INSTRUCTIONS TO FOLLOW →
Every entry below must be copied exactly, with nothing left out.

DATA EXTRACT →
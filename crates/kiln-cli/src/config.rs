//! Configuration file handling.
//!
//! Looks for `.config/kiln.styx` in the current directory or any parent
//! directory. A project without one runs on defaults, rooted at the current
//! directory.

pub use kiln_config::Config;

use camino::{Utf8Path, Utf8PathBuf};
use thiserror::Error;

const CONFIG_FILE: &str = ".config/kiln.styx";

/// A loaded configuration and the directory it applies to.
#[derive(Debug, Clone)]
pub struct Project {
    pub config: Config,
    /// Directory holding `.config/`.
    pub root: Utf8PathBuf,
    /// The file the config was read from, if any.
    pub path: Option<Utf8PathBuf>,
}

impl Project {
    /// Migrations directory, resolved against the project root.
    pub fn migrations_dir(&self) -> Utf8PathBuf {
        self.root.join(self.config.migrations_dir())
    }
}

/// Load configuration, searching up from the current directory.
pub fn load() -> Result<Project, ConfigError> {
    let cwd = std::env::current_dir().map_err(|e| ConfigError::Io(e.to_string()))?;
    let cwd = Utf8PathBuf::from_path_buf(cwd)
        .map_err(|p| ConfigError::Io(format!("{} is not valid UTF-8", p.display())))?;
    load_from(&cwd)
}

/// Load configuration starting from a specific directory.
pub fn load_from(start: &Utf8Path) -> Result<Project, ConfigError> {
    let Some(path) = find_config_file(start) else {
        tracing::debug!(%start, "no .config/kiln.styx, using defaults");
        return Ok(Project {
            config: Config::default(),
            root: start.to_path_buf(),
            path: None,
        });
    };

    let content = std::fs::read_to_string(&path).map_err(|e| ConfigError::Io(e.to_string()))?;
    let config: Config =
        facet_styx::from_str(&content).map_err(|e| ConfigError::Parse(e.to_string()))?;

    // .config/kiln.styx -> project root
    let root = path
        .parent()
        .and_then(Utf8Path::parent)
        .unwrap_or(start)
        .to_path_buf();

    tracing::debug!(%path, "loaded configuration");
    Ok(Project {
        config,
        root,
        path: Some(path),
    })
}

fn find_config_file(start: &Utf8Path) -> Option<Utf8PathBuf> {
    let mut current = start.to_path_buf();

    loop {
        let config_path = current.join(CONFIG_FILE);
        if config_path.exists() {
            return Some(config_path);
        }

        if !current.pop() {
            return None;
        }
    }
}

#[derive(Debug, Error)]
pub enum ConfigError {
    #[error("failed to read .config/kiln.styx: {0}")]
    Io(String),

    #[error("failed to parse .config/kiln.styx: {0}")]
    Parse(String),
}

#[cfg(test)]
mod tests {
    use super::*;

    fn temp_project() -> (tempfile::TempDir, Utf8PathBuf) {
        let dir = tempfile::tempdir().unwrap();
        let root = Utf8PathBuf::from_path_buf(dir.path().to_path_buf()).unwrap();
        (dir, root)
    }

    #[test]
    fn finds_config_in_a_parent_directory() {
        let (_guard, root) = temp_project();
        std::fs::create_dir_all(root.join(".config")).unwrap();
        std::fs::write(
            root.join(CONFIG_FILE),
            r#"{migrations "db/migrations", cycles defer}"#,
        )
        .unwrap();
        let nested = root.join("src/models");
        std::fs::create_dir_all(&nested).unwrap();

        let project = load_from(&nested).unwrap();
        assert_eq!(project.root, root);
        assert_eq!(project.path, Some(root.join(CONFIG_FILE)));
        assert_eq!(project.migrations_dir(), root.join("db/migrations"));
        assert_eq!(project.config.cycles.as_deref(), Some("defer"));
    }

    #[test]
    fn missing_config_uses_defaults() {
        let (_guard, root) = temp_project();

        let project = load_from(&root).unwrap();
        assert_eq!(project.path, None);
        assert_eq!(project.migrations_dir(), root.join("migrations"));
    }
}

REPLY →
filename crates/kiln-cli/src/config.rs
//! Configuration file handling.
//!
//! Looks for `.config/kiln.styx` in the current directory or any parent
//! directory. A project without one runs on defaults, rooted at the current
//! directory.

pub use kiln_config::Config;

use camino::{Utf8Path, Utf8PathBuf};
use thiserror::Error;

const CONFIG_FILE: &str = ".config/kiln.styx";

/// A loaded configuration and the directory it applies to.
#[derive(Debug, Clone)]
pub struct Project {
    pub config: Config,
    /// Directory holding `.config/`.
    pub root: Utf8PathBuf,
    /// The file the config was read from, if any.
    pub path: Option<Utf8PathBuf>,
}

impl Project {
    /// Migrations directory, resolved against the project root.
    pub fn migrations_dir(&self) -> Utf8PathBuf {
        self.root.join(self.config.migrations_dir())
    }
}

/// Load configuration, searching up from the current directory.
pub fn load() -> Result<Project, ConfigError> {
    let cwd = std::env::current_dir().map_err(|e| ConfigError::Io(e.to_string()))?;
    let cwd = Utf8PathBuf::from_path_buf(cwd)
        .map_err(|p| ConfigError::Io(format!("{} is not valid UTF-8", p.display())))?;
    load_from(&cwd)
}

/// Load configuration starting from a specific directory.
pub fn load_from(start: &Utf8Path) -> Result<Project, ConfigError> {
    let Some(path) = find_config_file(start) else {
        tracing::debug!(%start, "no .config/kiln.styx, using defaults");
        return Ok(Project {
            config: Config::default(),
            root: start.to_path_buf(),
            path: None,
        });
    };

    let content = std::fs::read_to_string(&path).map_err(|e| ConfigError::Io(e.to_string()))?;
    let config: Config =
        facet_styx::from_str(&content).map_err(|e| ConfigError::Parse(e.to_string()))?;

    // .config/kiln.styx -> project root
    let root = path
        .parent()
        .and_then(Utf8Path::parent)
        .unwrap_or(start)
        .to_path_buf();

    tracing::debug!(%path, "loaded configuration");
    Ok(Project {
        config,
        root,
        path: Some(path),
    })
}

fn find_config_file(start: &Utf8Path) -> Option<Utf8PathBuf> {
    let mut current = start.to_path_buf();

    loop {
        let config_path = current.join(CONFIG_FILE);
        if config_path.exists() {
            return Some(config_path);
        }

        if !current.pop() {
            return None;
        }
    }
}

#[derive(Debug, Error)]
pub enum ConfigError {
    #[error("failed to read .config/kiln.styx: {0}")]
    Io(String),

    #[error("failed to parse .config/kiln.styx: {0}")]
    Parse(String),
}

#[cfg(test)]
mod tests {
    use super::*;

    fn temp_project() -> (tempfile::TempDir, Utf8PathBuf) {
        let dir = tempfile::tempdir().unwrap();
        let root = Utf8PathBuf::from_path_buf(dir.path().to_path_buf()).unwrap();
        (dir, root)
    }

    #[test]
    fn finds_config_in_a_parent_directory() {
        let (_guard, root) = temp_project();
        std::fs::create_dir_all(root.join(".config")).unwrap();
        std::fs::write(
            root.join(CONFIG_FILE),
            r#"{migrations "db/migrations", cycles defer}"#,
        )
        .unwrap();
        let nested = root.join("src/models");
        std::fs::create_dir_all(&nested).unwrap();

        let project = load_from(&nested).unwrap();
        assert_eq!(project.root, root);
        assert_eq!(project.path, Some(root.join(CONFIG_FILE)));
        assert_eq!(project.migrations_dir(), root.join("db/migrations"));
        assert_eq!(project.config.cycles.as_deref(), Some("defer"));
    }

    #[test]
    fn missing_config_uses_defaults() {
        let (_guard, root) = temp_project();

        let project = load_from(&root).unwrap();
        assert_eq!(project.path, None);
        assert_eq!(project.migrations_dir(), root.join("migrations"));
    }
}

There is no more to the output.